Collected data:
=======

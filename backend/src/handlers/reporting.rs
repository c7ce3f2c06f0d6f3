//! Reporting handlers for sales analytics and data export

use axum::{
    extract::{Query, State},
    http::header,
    response::{IntoResponse, Response},
    Json,
};
use chrono::NaiveDate;
use serde::{Deserialize, Serialize};

use shared::{Action, Period, Resource};

use crate::error::AppResult;
use crate::middleware::{check_permission, AuthUser, CurrentUser};
use crate::services::reporting::{ReportFilter, ReportingService};
use crate::services::transaksi::business_date;
use crate::AppState;

#[derive(Deserialize)]
pub struct ReportQuery {
    pub start_date: Option<NaiveDate>,
    pub end_date: Option<NaiveDate>,
    pub period: Option<Period>,
    pub limit: Option<i64>,
    pub format: Option<String>, // "json" or "csv"
}

impl ReportQuery {
    fn filter(&self) -> ReportFilter {
        ReportFilter {
            start_date: self.start_date,
            end_date: self.end_date,
        }
    }

    fn wants_csv(&self) -> bool {
        self.format.as_deref() == Some("csv")
    }
}

fn respond<T: Serialize>(
    user: &AuthUser,
    data: Vec<T>,
    as_csv: bool,
    filename: &str,
) -> AppResult<Response> {
    if as_csv {
        check_permission(user, Resource::Laporan, Action::Export)?;
        let csv = ReportingService::export_to_csv(&data)?;
        Ok((
            [
                (header::CONTENT_TYPE, "text/csv".to_string()),
                (
                    header::CONTENT_DISPOSITION,
                    format!("attachment; filename=\"{}.csv\"", filename),
                ),
            ],
            csv,
        )
            .into_response())
    } else {
        Ok(Json(data).into_response())
    }
}

/// Sales totals by day, week or month
pub async fn get_omzet(
    State(state): State<AppState>,
    current_user: CurrentUser,
    Query(query): Query<ReportQuery>,
) -> AppResult<Response> {
    check_permission(&current_user.0, Resource::Laporan, Action::View)?;
    let range = query.filter().range(business_date())?;
    let period = query.period.unwrap_or_default();

    let data = ReportingService::new(state.db).omzet(period, &range).await?;
    respond(&current_user.0, data, query.wants_csv(), &format!("omzet_{}", period.as_str()))
}

pub async fn get_top_products(
    State(state): State<AppState>,
    current_user: CurrentUser,
    Query(query): Query<ReportQuery>,
) -> AppResult<Response> {
    check_permission(&current_user.0, Resource::Laporan, Action::View)?;
    let range = query.filter().range(business_date())?;

    let data = ReportingService::new(state.db)
        .top_products(&range, query.limit.unwrap_or(10))
        .await?;
    respond(&current_user.0, data, query.wants_csv(), "produk_terlaris")
}

pub async fn get_payment_breakdown(
    State(state): State<AppState>,
    current_user: CurrentUser,
    Query(query): Query<ReportQuery>,
) -> AppResult<Response> {
    check_permission(&current_user.0, Resource::Laporan, Action::View)?;
    let range = query.filter().range(business_date())?;

    let data = ReportingService::new(state.db).payment_breakdown(&range).await?;
    respond(&current_user.0, data, query.wants_csv(), "metode_pembayaran")
}

/// Profit breakdown; the CSV form carries the per-day rows
pub async fn get_profit(
    State(state): State<AppState>,
    current_user: CurrentUser,
    Query(query): Query<ReportQuery>,
) -> AppResult<Response> {
    check_permission(&current_user.0, Resource::Laporan, Action::View)?;
    let range = query.filter().range(business_date())?;

    let breakdown = ReportingService::new(state.db).profit(range).await?;
    if query.wants_csv() {
        respond(&current_user.0, breakdown.harian, true, "laba_rugi")
    } else {
        Ok(Json(breakdown).into_response())
    }
}
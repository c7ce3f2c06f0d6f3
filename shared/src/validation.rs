//! Validation utilities for the Kedai POS platform

use rust_decimal::Decimal;

use crate::models::{BahanItem, CartLine, PaymentMethodConfig, ResepProduk};

// ============================================================================
// Catalog & Inventory Validations
// ============================================================================

/// Validate catalog code format (2-20 uppercase alphanumeric, dash allowed)
pub fn validate_kode_barang(kode: &str) -> Result<(), &'static str> {
    if kode.len() < 2 {
        return Err("Kode barang must be at least 2 characters");
    }
    if kode.len() > 20 {
        return Err("Kode barang must be at most 20 characters");
    }
    if !kode
        .chars()
        .all(|c| c.is_ascii_uppercase() || c.is_ascii_digit() || c == '-')
    {
        return Err("Kode barang must be uppercase alphanumeric");
    }
    Ok(())
}

/// Validate a stock or sale quantity
pub fn validate_quantity(jumlah: i32) -> Result<(), &'static str> {
    if jumlah <= 0 {
        return Err("Quantity must be positive");
    }
    Ok(())
}

/// Largest rupiah amount a money column holds (`NUMERIC(15, 2)`)
pub const MAX_AMOUNT: Decimal = Decimal::from_parts(0xA4C6_7FFF, 0x0003_8D7E, 0, false, 2);

/// Largest raw-material quantity a lot holds (`NUMERIC(15, 3)`)
pub const MAX_QUANTITY: Decimal = Decimal::from_parts(0xA4C6_7FFF, 0x0003_8D7E, 0, false, 3);

/// Validate ingredient lines: named, non-negative price and quantity, and
/// small enough that the lot totals fit a money column
pub fn validate_bahan_items(items: &[BahanItem]) -> Result<(), &'static str> {
    let mut total_stok = Decimal::ZERO;
    let mut total_harga = Decimal::ZERO;
    for item in items {
        if item.nama.trim().is_empty() {
            return Err("Ingredient name is required");
        }
        if item.harga < Decimal::ZERO {
            return Err("Ingredient price cannot be negative");
        }
        if item.jumlah < Decimal::ZERO {
            return Err("Ingredient quantity cannot be negative");
        }
        if item.harga > MAX_AMOUNT || item.jumlah > MAX_QUANTITY {
            return Err("Ingredient price or quantity is too large");
        }
        total_stok = total_stok
            .checked_add(item.jumlah)
            .filter(|t| *t <= MAX_QUANTITY)
            .ok_or("Total ingredient quantity is too large")?;
        total_harga = item
            .harga
            .checked_mul(item.jumlah)
            .and_then(|subtotal| total_harga.checked_add(subtotal))
            .filter(|t| *t <= MAX_AMOUNT)
            .ok_or("Total ingredient cost is too large")?;
    }
    Ok(())
}

/// Validate a master recipe
pub fn validate_recipe(resep: &ResepProduk) -> Result<(), &'static str> {
    if resep.nama_produk.trim().is_empty() {
        return Err("Recipe product name is required");
    }
    if resep.jumlah_porsi <= 0 {
        return Err("Recipe portions must be positive");
    }
    if resep.bahan.is_empty() {
        return Err("Recipe must list at least one ingredient");
    }
    validate_bahan_items(&resep.bahan)
}

// ============================================================================
// Sale Validations
// ============================================================================

/// Validate a cart before any lookup: non-empty, every line identifies a good
/// and has a positive quantity
pub fn validate_cart(cart: &[CartLine]) -> Result<(), &'static str> {
    if cart.is_empty() {
        return Err("Cart is empty");
    }
    for line in cart {
        let has_code = line.kode_barang.as_deref().is_some_and(|k| !k.trim().is_empty());
        let has_name = line.nama_barang.as_deref().is_some_and(|n| !n.trim().is_empty());
        if !has_code && !has_name {
            return Err("Each cart line needs kode_barang or nama_barang");
        }
        validate_quantity(line.jumlah)?;
    }
    Ok(())
}

/// Validate configured payment methods: unique names, at least one active
pub fn validate_payment_methods(methods: &[PaymentMethodConfig]) -> Result<(), &'static str> {
    if !methods.iter().any(|m| m.aktif) {
        return Err("At least one payment method must be active");
    }
    let mut seen = std::collections::HashSet::new();
    for method in methods {
        if method.nama.trim().is_empty() {
            return Err("Payment method name is required");
        }
        if !seen.insert(crate::types::normalize_name(&method.nama)) {
            return Err("Payment method names must be unique");
        }
        if method.channels.iter().any(|c| c.nama.trim().is_empty()) {
            return Err("Payment channel name is required");
        }
    }
    Ok(())
}

// ============================================================================
// General Validations
// ============================================================================

/// Validate username format (3-32 lowercase alphanumeric, underscore or dot)
pub fn validate_username(username: &str) -> Result<(), &'static str> {
    if username.len() < 3 {
        return Err("Username must be at least 3 characters");
    }
    if username.len() > 32 {
        return Err("Username must be at most 32 characters");
    }
    if !username
        .chars()
        .all(|c| c.is_ascii_lowercase() || c.is_ascii_digit() || c == '_' || c == '.')
    {
        return Err("Username must be lowercase alphanumeric");
    }
    Ok(())
}

/// Validate password strength
pub fn validate_password(password: &str) -> Result<(), &'static str> {
    if password.len() < 8 {
        return Err("Password must be at least 8 characters");
    }
    Ok(())
}

#[cfg(test)]
mod tests {
    use super::*;
    use crate::models::PaymentChannelConfig;

    // ========================================================================
    // Catalog Validation Tests
    // ========================================================================

    #[test]
    fn test_validate_kode_barang() {
        assert!(validate_kode_barang("BRG001").is_ok());
        assert!(validate_kode_barang("MKN-01").is_ok());
        assert!(validate_kode_barang("b").is_err());
        assert!(validate_kode_barang("brg001").is_err());
        assert!(validate_kode_barang("BRG 001").is_err());
    }

    #[test]
    fn test_validate_bahan_items() {
        let ok = BahanItem {
            nama: "Udang".to_string(),
            harga: Decimal::from(3000),
            jumlah: Decimal::from(10),
        };
        assert!(validate_bahan_items(&[ok.clone()]).is_ok());

        let unnamed = BahanItem {
            nama: " ".to_string(),
            ..ok.clone()
        };
        assert!(validate_bahan_items(&[unnamed]).is_err());

        let negative = BahanItem {
            jumlah: Decimal::from(-1),
            ..ok.clone()
        };
        assert!(validate_bahan_items(&[negative]).is_err());
    }

    #[test]
    fn test_max_amount_matches_money_column() {
        assert_eq!(MAX_AMOUNT.to_string(), "9999999999999.99");
        assert_eq!(MAX_QUANTITY.to_string(), "999999999999.999");
    }

    #[test]
    fn test_oversized_bahan_items_rejected() {
        let huge = BahanItem {
            nama: "Udang".to_string(),
            harga: Decimal::MAX,
            jumlah: Decimal::from(2),
        };
        assert!(validate_bahan_items(&[huge]).is_err());

        // each value fits, the product does not
        let costly = BahanItem {
            nama: "Saffron".to_string(),
            harga: Decimal::from(10_000_000_000i64),
            jumlah: Decimal::from(10_000),
        };
        assert_eq!(
            validate_bahan_items(&[costly]),
            Err("Total ingredient cost is too large")
        );

        let at_limit = BahanItem {
            nama: "Udang".to_string(),
            harga: MAX_AMOUNT,
            jumlah: Decimal::ONE,
        };
        assert!(validate_bahan_items(&[at_limit.clone()]).is_ok());
        assert!(validate_bahan_items(&[at_limit.clone(), at_limit]).is_err());
    }

    // ========================================================================
    // Sale Validation Tests
    // ========================================================================

    #[test]
    fn test_validate_cart() {
        let line = CartLine {
            kode_barang: Some("BRG001".to_string()),
            nama_barang: Some("Udang Crispy".to_string()),
            jumlah: 2,
            harga_satuan: None,
        };
        assert!(validate_cart(&[line.clone()]).is_ok());
        assert_eq!(validate_cart(&[]), Err("Cart is empty"));

        let by_name_only = CartLine {
            kode_barang: None,
            ..line.clone()
        };
        assert!(validate_cart(&[by_name_only]).is_ok());

        let anonymous = CartLine {
            kode_barang: None,
            nama_barang: Some("".to_string()),
            ..line.clone()
        };
        assert!(validate_cart(&[anonymous]).is_err());

        let zero = CartLine { jumlah: 0, ..line };
        assert_eq!(validate_cart(&[zero]), Err("Quantity must be positive"));
    }

    #[test]
    fn test_validate_payment_methods() {
        let tunai = PaymentMethodConfig {
            nama: "Tunai".to_string(),
            aktif: true,
            logo: None,
            channels: vec![],
        };
        assert!(validate_payment_methods(&[tunai.clone()]).is_ok());
        assert!(validate_payment_methods(&[tunai.clone(), tunai.clone()]).is_err());

        let inactive = PaymentMethodConfig {
            aktif: false,
            ..tunai.clone()
        };
        assert!(validate_payment_methods(&[inactive]).is_err());

        let blank_channel = PaymentMethodConfig {
            nama: "Virtual Account".to_string(),
            channels: vec![PaymentChannelConfig {
                nama: "".to_string(),
                aktif: true,
                logo: None,
            }],
            ..tunai
        };
        assert!(validate_payment_methods(&[blank_channel]).is_err());
    }

    // ========================================================================
    // General Validation Tests
    // ========================================================================

    #[test]
    fn test_validate_username() {
        assert!(validate_username("kasir_01").is_ok());
        assert!(validate_username("ab").is_err());
        assert!(validate_username("Kasir").is_err());
    }

    #[test]
    fn test_validate_password() {
        assert!(validate_password("rahasia123").is_ok());
        assert!(validate_password("short").is_err());
    }
}
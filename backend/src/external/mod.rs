//! External API integrations

pub mod firebase;
pub mod midtrans;

pub use firebase::{FastPathError, FirebaseCounterStore};
pub use midtrans::MidtransClient;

=======

§ Problem requirements
Print exactly the lines above from the one with "pub fn validate_username(username: &str)" to the one with "use crate::models::PaymentChannelConfig;", including both.

§ Final answer
pub fn validate_username(username: &str) -> Result<(), &'static str> {
    if username.len() < 3 {
        return Err("Username must be at least 3 characters");
    }
    if username.len() > 32 {
        return Err("Username must be at most 32 characters");
    }
    if !username
        .chars()
        .all(|c| c.is_ascii_lowercase() || c.is_ascii_digit() || c == '_' || c == '.')
    {
        return Err("Username must be lowercase alphanumeric");
    }
    Ok(())
}

/// Validate password strength
pub fn validate_password(password: &str) -> Result<(), &'static str> {
    if password.len() < 8 {
        return Err("Password must be at least 8 characters");
    }
    Ok(())
}

#[cfg(test)]
mod tests {
    use super::*;
    use crate::models::PaymentChannelConfig;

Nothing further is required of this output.